Meaning of Voting right:

The term ‘voting right’ is defined in Section 2(93) of Act, as “Voting right” is the right of a member of a company to vote in any meeting of the company or by means of postal ballot. As per dictionary “voting rights” means “delegable right of a common stock (ordinary share) holder to take part in a firm’s decision-making process, by voting on matters of policy and to choose members of the board of directors”. Since voting rights are either contractual or statutory rights, the Companies Act, 1956, envisaged the possibility of such voting rights being curtailed by contract viz., the Articles of Association. In order to prevent such contractual contraception, the Companies Act contains Section 9, which confers overriding effect to the provisions of the Act, upon the Memorandum and Articles of Association of a Company. [B. Ramachandra Adityan vs Tamil Nadu Mercantile Bank v.
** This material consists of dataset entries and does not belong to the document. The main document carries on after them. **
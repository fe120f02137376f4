//! Read-only query collaborators feeding the pipeline, and the bounded-staleness
//! cache in front of them. The pipeline itself never caches.

use std::future::Future;
use std::sync::Arc;
use std::time::{Duration, Instant};

use tokio::sync::Mutex;
use tracing::debug;

use crate::error::Result;
use crate::types::{CatalogEntry, SalesSnapshot};

pub trait SnapshotSource: Send + Sync {
    /// Every stored snapshot row, in storage order.
    fn fetch_snapshots(&self) -> impl Future<Output = Result<Vec<SalesSnapshot>>> + Send;

    /// Every catalog row, in storage order.
    fn fetch_catalog(&self) -> impl Future<Output = Result<Vec<CatalogEntry>>> + Send;
}

/// One cached query result and when it was fetched.
struct Slot<T> {
    fetched_at: Instant,
    value: Arc<Vec<T>>,
}

struct QueryCache<T> {
    slot: Mutex<Option<Slot<T>>>,
}

impl<T> QueryCache<T> {
    fn new() -> Self {
        Self { slot: Mutex::new(None) }
    }

    /// Serve the cached value while younger than `ttl`, else run `fetch`.
    /// The lock is held across the fetch so concurrent callers share one query.
    async fn get_or_fetch<F, Fut>(&self, name: &str, ttl: Duration, fetch: F) -> Result<Arc<Vec<T>>>
    where
        F: FnOnce() -> Fut,
        Fut: Future<Output = Result<Vec<T>>>,
    {
        let mut slot = self.slot.lock().await;
        if let Some(cached) = slot.as_ref() {
            let age = cached.fetched_at.elapsed();
            if age < ttl {
                debug!(query = name, age_ms = age.as_millis() as u64, "Serving cached query result");
                return Ok(Arc::clone(&cached.value));
            }
        }

        let value = Arc::new(fetch().await?);
        debug!(query = name, rows = value.len(), "Query result refreshed");
        *slot = Some(Slot {
            fetched_at: Instant::now(),
            value: Arc::clone(&value),
        });
        Ok(value)
    }
}

/// Wraps a source so results are reused for up to `ttl`. A zero TTL always refetches.
/// A failed fetch leaves the previous cached value untouched.
pub struct CachedSource<S> {
    inner: S,
    ttl: Duration,
    snapshots: QueryCache<SalesSnapshot>,
    catalog: QueryCache<CatalogEntry>,
}

impl<S: SnapshotSource> CachedSource<S> {
    pub fn new(inner: S, ttl: Duration) -> Self {
        Self {
            inner,
            ttl,
            snapshots: QueryCache::new(),
            catalog: QueryCache::new(),
        }
    }

    pub async fn snapshots(&self) -> Result<Arc<Vec<SalesSnapshot>>> {
        self.snapshots
            .get_or_fetch("snapshots", self.ttl, || self.inner.fetch_snapshots())
            .await
    }

    pub async fn catalog(&self) -> Result<Arc<Vec<CatalogEntry>>> {
        self.catalog
            .get_or_fetch("catalog", self.ttl, || self.inner.fetch_catalog())
            .await
    }
}

#[cfg(test)]
impl<S> CachedSource<S> {
    pub(crate) fn inner(&self) -> &S {
        &self.inner
    }
}
pub mod table_store;

pub use table_store::{PublishedTable, TableStore};
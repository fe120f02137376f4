//! Shared refresh health for the /health endpoint.
//! Updated by the refresher after every run, read by the API.

use std::sync::atomic::{AtomicBool, AtomicI64, AtomicU64, Ordering};

/// Refresh counters. Timestamps are Unix milliseconds, 0 = never.
#[derive(Default)]
pub struct HealthState {
    refreshes: AtomicU64,
    failed_refreshes: AtomicU64,
    last_success_at_ms: AtomicI64,
    last_attempt_failed: AtomicBool,
}

impl HealthState {
    pub fn new() -> Self {
        Self::default()
    }

    pub fn record_success(&self, at_ms: i64) {
        self.refreshes.fetch_add(1, Ordering::Relaxed);
        self.last_success_at_ms.store(at_ms, Ordering::Relaxed);
        self.last_attempt_failed.store(false, Ordering::Relaxed);
    }

    pub fn record_failure(&self) {
        self.failed_refreshes.fetch_add(1, Ordering::Relaxed);
        self.last_attempt_failed.store(true, Ordering::Relaxed);
    }

    pub fn refreshes(&self) -> u64 {
        self.refreshes.load(Ordering::Relaxed)
    }

    pub fn failed_refreshes(&self) -> u64 {
        self.failed_refreshes.load(Ordering::Relaxed)
    }

    pub fn last_success_at_ms(&self) -> Option<i64> {
        match self.last_success_at_ms.load(Ordering::Relaxed) {
            0 => None,
            ms => Some(ms),
        }
    }

    pub fn last_attempt_failed(&self) -> bool {
        self.last_attempt_failed.load(Ordering::Relaxed)
    }

    /// `starting` before the first success, `degraded` while the latest attempt failed.
    pub fn status(&self) -> &'static str {
        if self.last_success_at_ms().is_none() {
            "starting"
        } else if self.last_attempt_failed() {
            "degraded"
        } else {
            "ok"
        }
    }
}

#[cfg(test)]
mod tests {
    use super::*;

    #[test]
    fn status_transitions() {
        let health = HealthState::new();
        assert_eq!(health.status(), "starting");
        health.record_failure();
        assert_eq!(health.status(), "starting");
        health.record_success(1_700_000_000_000);
        assert_eq!(health.status(), "ok");
        health.record_failure();
        assert_eq!(health.status(), "degraded");
        assert_eq!(health.refreshes(), 1);
        assert_eq!(health.failed_refreshes(), 2);
        assert_eq!(health.last_success_at_ms(), Some(1_700_000_000_000));
    }
}
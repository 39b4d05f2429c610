//! In-memory stock index for tests and embedded use.

use std::collections::HashMap;

use anyhow::{anyhow, Result};
use async_trait::async_trait;
use chrono::{DateTime, Utc};
use tokio::sync::Mutex;

use super::entry::{StockEntry, TimestampField, UnknownTimestampField};
use super::store::StockIndex;

/// `StockIndex` over a mutex-guarded map. Per-call atomicity holds
/// trivially under the lock.
#[derive(Default)]
pub struct MemoryStockIndex {
    entries: Mutex<HashMap<String, StockEntry>>,
}

impl MemoryStockIndex {
    pub fn new() -> Self {
        Self::default()
    }

    /// Store an entry verbatim, bypassing upsert's lifecycle stamping.
    /// Test seeding only: lets a scenario backdate `added_at` or start
    /// from a chosen collection state.
    pub async fn seed(&self, entry: StockEntry) {
        self.entries
            .lock()
            .await
            .insert(entry.ticker.clone(), entry);
    }
}

#[async_trait]
impl StockIndex for MemoryStockIndex {
    async fn upsert(&self, entry: StockEntry) -> Result<StockEntry> {
        let mut entries = self.entries.lock().await;
        let now = Utc::now();

        let stored = match entries.get_mut(&entry.ticker) {
            Some(existing) => {
                existing.code = entry.code;
                existing.exchange = entry.exchange;
                existing.name = entry.name;
                existing.source = entry.source;
                existing.last_seen_at = now;
                existing.clone()
            }
            None => {
                let mut fresh = entry;
                fresh.reset_collections();
                fresh.added_at = now;
                fresh.last_seen_at = now;
                entries.insert(fresh.ticker.clone(), fresh.clone());
                fresh
            }
        };

        Ok(stored)
    }

    async fn get(&self, ticker: &str) -> Result<Option<StockEntry>> {
        Ok(self.entries.lock().await.get(ticker).cloned())
    }

    async fn list(&self) -> Result<Vec<StockEntry>> {
        let mut entries: Vec<StockEntry> = self.entries.lock().await.values().cloned().collect();
        entries.sort_by(|a, b| a.ticker.cmp(&b.ticker));
        Ok(entries)
    }

    async fn delete(&self, ticker: &str) -> Result<()> {
        self.entries.lock().await.remove(ticker);
        Ok(())
    }

    async fn update_timestamp(&self, ticker: &str, field: &str, ts: DateTime<Utc>) -> Result<()> {
        let field = TimestampField::parse(field)
            .ok_or_else(|| UnknownTimestampField(field.to_string()))?;

        let mut entries = self.entries.lock().await;
        let entry = entries
            .get_mut(ticker)
            .ok_or_else(|| anyhow!("no stock index entry for ticker {ticker}"))?;
        entry.set_collected_at(field, ts);

        Ok(())
    }
}
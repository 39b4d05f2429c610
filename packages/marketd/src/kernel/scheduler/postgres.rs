//! PostgreSQL-backed job queue.
//!
//! Dequeue claims through a `FOR UPDATE SKIP LOCKED` CTE so concurrent
//! workers never observe the same job.

use anyhow::Result;
use async_trait::async_trait;
use chrono::{DateTime, Utc};
use sqlx::PgPool;
use uuid::Uuid;

use super::job::Job;
use super::queue::JobQueue;

pub struct PostgresJobQueue {
    pool: PgPool,
}

impl PostgresJobQueue {
    pub fn new(pool: PgPool) -> Self {
        Self { pool }
    }
}

#[async_trait]
impl JobQueue for PostgresJobQueue {
    async fn enqueue(&self, mut job: Job) -> Result<Job> {
        if job.id.is_nil() {
            job.id = Uuid::new_v4();
        }

        let row = sqlx::query_as::<_, Job>(
            r#"
            INSERT INTO jobs (
                id, job_type, ticker, priority, status, created_at,
                started_at, completed_at, error, attempts, max_attempts, duration_ms
            )
            VALUES ($1, $2, $3, $4, $5, $6, $7, $8, $9, $10, $11, $12)
            ON CONFLICT (id) DO UPDATE SET
                job_type = EXCLUDED.job_type,
                ticker = EXCLUDED.ticker,
                priority = EXCLUDED.priority,
                status = EXCLUDED.status,
                started_at = EXCLUDED.started_at,
                completed_at = EXCLUDED.completed_at,
                error = EXCLUDED.error,
                attempts = EXCLUDED.attempts,
                max_attempts = EXCLUDED.max_attempts,
                duration_ms = EXCLUDED.duration_ms
            RETURNING id, job_type, ticker, priority, status, created_at,
                      started_at, completed_at, error, attempts, max_attempts, duration_ms
            "#,
        )
        .bind(job.id)
        .bind(&job.job_type)
        .bind(&job.ticker)
        .bind(job.priority)
        .bind(job.status)
        .bind(job.created_at)
        .bind(job.started_at)
        .bind(job.completed_at)
        .bind(&job.error)
        .bind(job.attempts)
        .bind(job.max_attempts)
        .bind(job.duration_ms)
        .fetch_one(&self.pool)
        .await?;

        Ok(row)
    }

    async fn dequeue(&self) -> Result<Option<Job>> {
        let job = sqlx::query_as::<_, Job>(
            r#"
            WITH next_job AS (
                SELECT id
                FROM jobs
                WHERE status = 'pending'
                ORDER BY priority DESC, created_at ASC
                LIMIT 1
                FOR UPDATE SKIP LOCKED
            )
            UPDATE jobs
            SET status = 'running',
                started_at = NOW(),
                attempts = attempts + 1
            WHERE id IN (SELECT id FROM next_job)
            RETURNING id, job_type, ticker, priority, status, created_at,
                      started_at, completed_at, error, attempts, max_attempts, duration_ms
            "#,
        )
        .fetch_optional(&self.pool)
        .await?;

        Ok(job)
    }

    async fn complete(&self, id: Uuid, error: Option<&str>, duration_ms: i64) -> Result<()> {
        sqlx::query(
            r#"
            UPDATE jobs
            SET status = CASE WHEN $2 <> '' THEN 'failed'::job_status
                              ELSE 'completed'::job_status END,
                error = $2,
                completed_at = NOW(),
                duration_ms = $3
            WHERE id = $1 AND status = 'running'
            "#,
        )
        .bind(id)
        .bind(error.unwrap_or(""))
        .bind(duration_ms)
        .execute(&self.pool)
        .await?;

        Ok(())
    }

    async fn cancel(&self, id: Uuid) -> Result<bool> {
        let result = sqlx::query(
            r#"
            UPDATE jobs
            SET status = 'cancelled',
                completed_at = NOW()
            WHERE id = $1 AND status = 'pending'
            "#,
        )
        .bind(id)
        .execute(&self.pool)
        .await?;

        Ok(result.rows_affected() > 0)
    }

    async fn cancel_by_ticker(&self, ticker: &str) -> Result<u64> {
        let result = sqlx::query(
            r#"
            UPDATE jobs
            SET status = 'cancelled',
                completed_at = NOW()
            WHERE ticker = $1 AND status = 'pending'
            "#,
        )
        .bind(ticker)
        .execute(&self.pool)
        .await?;

        Ok(result.rows_affected())
    }

    async fn set_priority(&self, id: Uuid, priority: i32) -> Result<()> {
        sqlx::query("UPDATE jobs SET priority = $2 WHERE id = $1")
            .bind(id)
            .bind(priority)
            .execute(&self.pool)
            .await?;

        Ok(())
    }

    async fn max_priority(&self) -> Result<i32> {
        let max = sqlx::query_scalar::<_, i32>(
            "SELECT COALESCE(MAX(priority), 0) FROM jobs WHERE status = 'pending'",
        )
        .fetch_one(&self.pool)
        .await?;

        Ok(max)
    }

    async fn list_pending(&self, limit: i64) -> Result<Vec<Job>> {
        let limit = if limit > 0 { Some(limit) } else { None };
        let jobs = sqlx::query_as::<_, Job>(
            r#"
            SELECT id, job_type, ticker, priority, status, created_at,
                   started_at, completed_at, error, attempts, max_attempts, duration_ms
            FROM jobs
            WHERE status = 'pending'
            ORDER BY priority DESC, created_at ASC
            LIMIT $1
            "#,
        )
        .bind(limit)
        .fetch_all(&self.pool)
        .await?;

        Ok(jobs)
    }

    async fn list_all(&self, limit: i64) -> Result<Vec<Job>> {
        let limit = if limit > 0 { Some(limit) } else { None };
        let jobs = sqlx::query_as::<_, Job>(
            r#"
            SELECT id, job_type, ticker, priority, status, created_at,
                   started_at, completed_at, error, attempts, max_attempts, duration_ms
            FROM jobs
            ORDER BY created_at DESC
            LIMIT $1
            "#,
        )
        .bind(limit)
        .fetch_all(&self.pool)
        .await?;

        Ok(jobs)
    }

    async fn list_by_ticker(&self, ticker: &str) -> Result<Vec<Job>> {
        let jobs = sqlx::query_as::<_, Job>(
            r#"
            SELECT id, job_type, ticker, priority, status, created_at,
                   started_at, completed_at, error, attempts, max_attempts, duration_ms
            FROM jobs
            WHERE ticker = $1
            ORDER BY created_at DESC
            "#,
        )
        .bind(ticker)
        .fetch_all(&self.pool)
        .await?;

        Ok(jobs)
    }

    async fn count_pending(&self) -> Result<i64> {
        let count =
            sqlx::query_scalar::<_, i64>("SELECT COUNT(*) FROM jobs WHERE status = 'pending'")
                .fetch_one(&self.pool)
                .await?;

        Ok(count)
    }

    async fn has_pending(&self, job_type: &str, ticker: &str) -> Result<bool> {
        let exists = sqlx::query_scalar::<_, bool>(
            r#"
            SELECT EXISTS (
                SELECT 1 FROM jobs
                WHERE job_type = $1 AND ticker = $2 AND status = 'pending'
            )
            "#,
        )
        .bind(job_type)
        .bind(ticker)
        .fetch_one(&self.pool)
        .await?;

        Ok(exists)
    }

    async fn purge_completed(&self, older_than: DateTime<Utc>) -> Result<u64> {
        let result = sqlx::query(
            r#"
            DELETE FROM jobs
            WHERE status IN ('completed', 'failed', 'cancelled')
              AND completed_at < $1
            "#,
        )
        .bind(older_than)
        .execute(&self.pool)
        .await?;

        Ok(result.rows_affected())
    }

    async fn reset_running(&self) -> Result<u64> {
        let result = sqlx::query(
            r#"
            UPDATE jobs
            SET status = 'pending',
                started_at = NULL
            WHERE status = 'running'
            "#,
        )
        .execute(&self.pool)
        .await?;

        Ok(result.rows_affected())
    }
}
//! Stock index model: one row per tracked instrument.

use chrono::{DateTime, Utc};
use serde::{Deserialize, Serialize};
use sqlx::FromRow;

use crate::common::ticker::split_ticker;

/// Which write path most recently observed the instrument.
#[derive(Debug, Clone, Copy, PartialEq, Eq, Serialize, Deserialize, sqlx::Type, Default)]
#[sqlx(type_name = "stock_source", rename_all = "snake_case")]
#[serde(rename_all = "snake_case")]
pub enum Source {
    Portfolio,
    Watchlist,
    Search,
    #[default]
    Manual,
}

/// One tracked instrument with per-component collection timestamps.
///
/// `None` in a collection column means the component was never collected
/// and is therefore stale.
#[derive(FromRow, Debug, Clone, Serialize, Deserialize)]
pub struct StockEntry {
    /// Fully qualified ticker (`CODE.EXCHANGE`), the primary key.
    pub ticker: String,
    pub code: String,
    pub exchange: String,
    pub name: String,
    pub source: Source,

    pub eod_collected_at: Option<DateTime<Utc>>,
    pub fundamentals_collected_at: Option<DateTime<Utc>>,
    pub filings_collected_at: Option<DateTime<Utc>>,
    pub filings_pdfs_collected_at: Option<DateTime<Utc>>,
    pub news_collected_at: Option<DateTime<Utc>>,
    pub filing_summaries_collected_at: Option<DateTime<Utc>>,
    pub timeline_collected_at: Option<DateTime<Utc>>,
    pub signals_collected_at: Option<DateTime<Utc>>,
    pub news_intel_collected_at: Option<DateTime<Utc>>,

    /// First observation of the ticker, never moved by later upserts.
    pub added_at: DateTime<Utc>,
    /// Most recent observation through any write path.
    pub last_seen_at: DateTime<Utc>,
}

impl StockEntry {
    /// Build a fresh entry for a qualified ticker. Collection timestamps
    /// start unset; `upsert` owns the lifecycle stamps.
    pub fn new(ticker: impl Into<String>, name: impl Into<String>, source: Source) -> Self {
        let ticker = ticker.into();
        let (code, exchange) = split_ticker(&ticker);
        let now = Utc::now();
        Self {
            code: code.to_string(),
            exchange: exchange.to_string(),
            ticker,
            name: name.into(),
            source,
            eod_collected_at: None,
            fundamentals_collected_at: None,
            filings_collected_at: None,
            filings_pdfs_collected_at: None,
            news_collected_at: None,
            filing_summaries_collected_at: None,
            timeline_collected_at: None,
            signals_collected_at: None,
            news_intel_collected_at: None,
            added_at: now,
            last_seen_at: now,
        }
    }

    /// Read the collection timestamp behind a whitelisted field.
    pub fn collected_at(&self, field: TimestampField) -> Option<DateTime<Utc>> {
        match field {
            TimestampField::Eod => self.eod_collected_at,
            TimestampField::Fundamentals => self.fundamentals_collected_at,
            TimestampField::Filings => self.filings_collected_at,
            TimestampField::FilingsPdfs => self.filings_pdfs_collected_at,
            TimestampField::News => self.news_collected_at,
            TimestampField::FilingSummaries => self.filing_summaries_collected_at,
            TimestampField::Timeline => self.timeline_collected_at,
            TimestampField::Signals => self.signals_collected_at,
            TimestampField::NewsIntel => self.news_intel_collected_at,
        }
    }

    /// Write a collection timestamp. Stored values never move backwards.
    pub(crate) fn set_collected_at(&mut self, field: TimestampField, ts: DateTime<Utc>) {
        let slot = match field {
            TimestampField::Eod => &mut self.eod_collected_at,
            TimestampField::Fundamentals => &mut self.fundamentals_collected_at,
            TimestampField::Filings => &mut self.filings_collected_at,
            TimestampField::FilingsPdfs => &mut self.filings_pdfs_collected_at,
            TimestampField::News => &mut self.news_collected_at,
            TimestampField::FilingSummaries => &mut self.filing_summaries_collected_at,
            TimestampField::Timeline => &mut self.timeline_collected_at,
            TimestampField::Signals => &mut self.signals_collected_at,
            TimestampField::NewsIntel => &mut self.news_intel_collected_at,
        };
        match *slot {
            Some(prev) if prev > ts => {}
            _ => *slot = Some(ts),
        }
    }

    /// Drop every collection timestamp (fresh-insert state).
    pub(crate) fn reset_collections(&mut self) {
        self.eod_collected_at = None;
        self.fundamentals_collected_at = None;
        self.filings_collected_at = None;
        self.filings_pdfs_collected_at = None;
        self.news_collected_at = None;
        self.filing_summaries_collected_at = None;
        self.timeline_collected_at = None;
        self.signals_collected_at = None;
        self.news_intel_collected_at = None;
    }
}

/// The fixed set of freshness columns `update_timestamp` may touch.
///
/// Field names arrive as strings from job dispatch and admin tooling; they
/// are validated here before any query interpolation.
#[derive(Debug, Clone, Copy, PartialEq, Eq, Hash)]
pub enum TimestampField {
    Eod,
    Fundamentals,
    Filings,
    FilingsPdfs,
    News,
    FilingSummaries,
    Timeline,
    Signals,
    NewsIntel,
}

impl TimestampField {
    pub const ALL: [TimestampField; 9] = [
        TimestampField::Eod,
        TimestampField::Fundamentals,
        TimestampField::Filings,
        TimestampField::FilingsPdfs,
        TimestampField::News,
        TimestampField::FilingSummaries,
        TimestampField::Timeline,
        TimestampField::Signals,
        TimestampField::NewsIntel,
    ];

    /// The column name, exactly as persisted.
    pub fn as_str(&self) -> &'static str {
        match self {
            TimestampField::Eod => "eod_collected_at",
            TimestampField::Fundamentals => "fundamentals_collected_at",
            TimestampField::Filings => "filings_collected_at",
            TimestampField::FilingsPdfs => "filings_pdfs_collected_at",
            TimestampField::News => "news_collected_at",
            TimestampField::FilingSummaries => "filing_summaries_collected_at",
            TimestampField::Timeline => "timeline_collected_at",
            TimestampField::Signals => "signals_collected_at",
            TimestampField::NewsIntel => "news_intel_collected_at",
        }
    }

    /// Whitelist lookup. Anything outside the fixed set is refused.
    pub fn parse(name: &str) -> Option<Self> {
        Self::ALL.iter().copied().find(|f| f.as_str() == name)
    }
}

/// Rejected `update_timestamp` field name.
#[derive(Debug, thiserror::Error)]
#[error("unknown timestamp field: {0}")]
pub struct UnknownTimestampField(pub String);

#[cfg(test)]
mod tests {
    use super::*;

    #[test]
    fn new_entry_splits_ticker() {
        let entry = StockEntry::new("BHP.AU", "BHP Group", Source::Portfolio);
        assert_eq!(entry.code, "BHP");
        assert_eq!(entry.exchange, "AU");
        assert_eq!(entry.source, Source::Portfolio);
    }

    #[test]
    fn new_entry_has_no_collections() {
        let entry = StockEntry::new("BHP.AU", "BHP Group", Source::Manual);
        for field in TimestampField::ALL {
            assert!(entry.collected_at(field).is_none());
        }
        assert_eq!(entry.added_at, entry.last_seen_at);
    }

    #[test]
    fn whitelist_accepts_every_fixed_field() {
        for field in TimestampField::ALL {
            assert_eq!(TimestampField::parse(field.as_str()), Some(field));
        }
    }

    #[test]
    fn whitelist_rejects_everything_else() {
        assert!(TimestampField::parse("added_at").is_none());
        assert!(TimestampField::parse("ticker").is_none());
        assert!(TimestampField::parse("eod_collected_at; DROP TABLE jobs").is_none());
        assert!(TimestampField::parse("").is_none());
    }

    #[test]
    fn set_collected_at_never_regresses() {
        let mut entry = StockEntry::new("BHP.AU", "BHP Group", Source::Manual);
        let later = Utc::now();
        let earlier = later - chrono::Duration::minutes(5);

        entry.set_collected_at(TimestampField::Eod, later);
        entry.set_collected_at(TimestampField::Eod, earlier);
        assert_eq!(entry.eod_collected_at, Some(later));
    }
}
Tamil Nadu Mercantile Bank Shareholders Welfare Association, Application No.2954 of 2008 in C.S.No.481 of 2008, decided on 26thNovember, 2011]

Voting rights if the amount paid by the member but not called up:

As per the section 50(2) of the Act, member of the company limited by shares shall not be entitled to any voting rights in respect of the amount paid by him until that amount has been called up even though the company accepted the amount from any member, the whole or a part of the amount remaining unpaid on any shares held by him, even if no part of that amount has been called up. Therefore, the calling up of the money from the company is condition precedent to get the entitlement of voting right by the members of the company. This ensures that no voting rights which are above the rights of others shareholders will accrue to any shareholder. It conforms to the fundamental tenets of shareholder democracy.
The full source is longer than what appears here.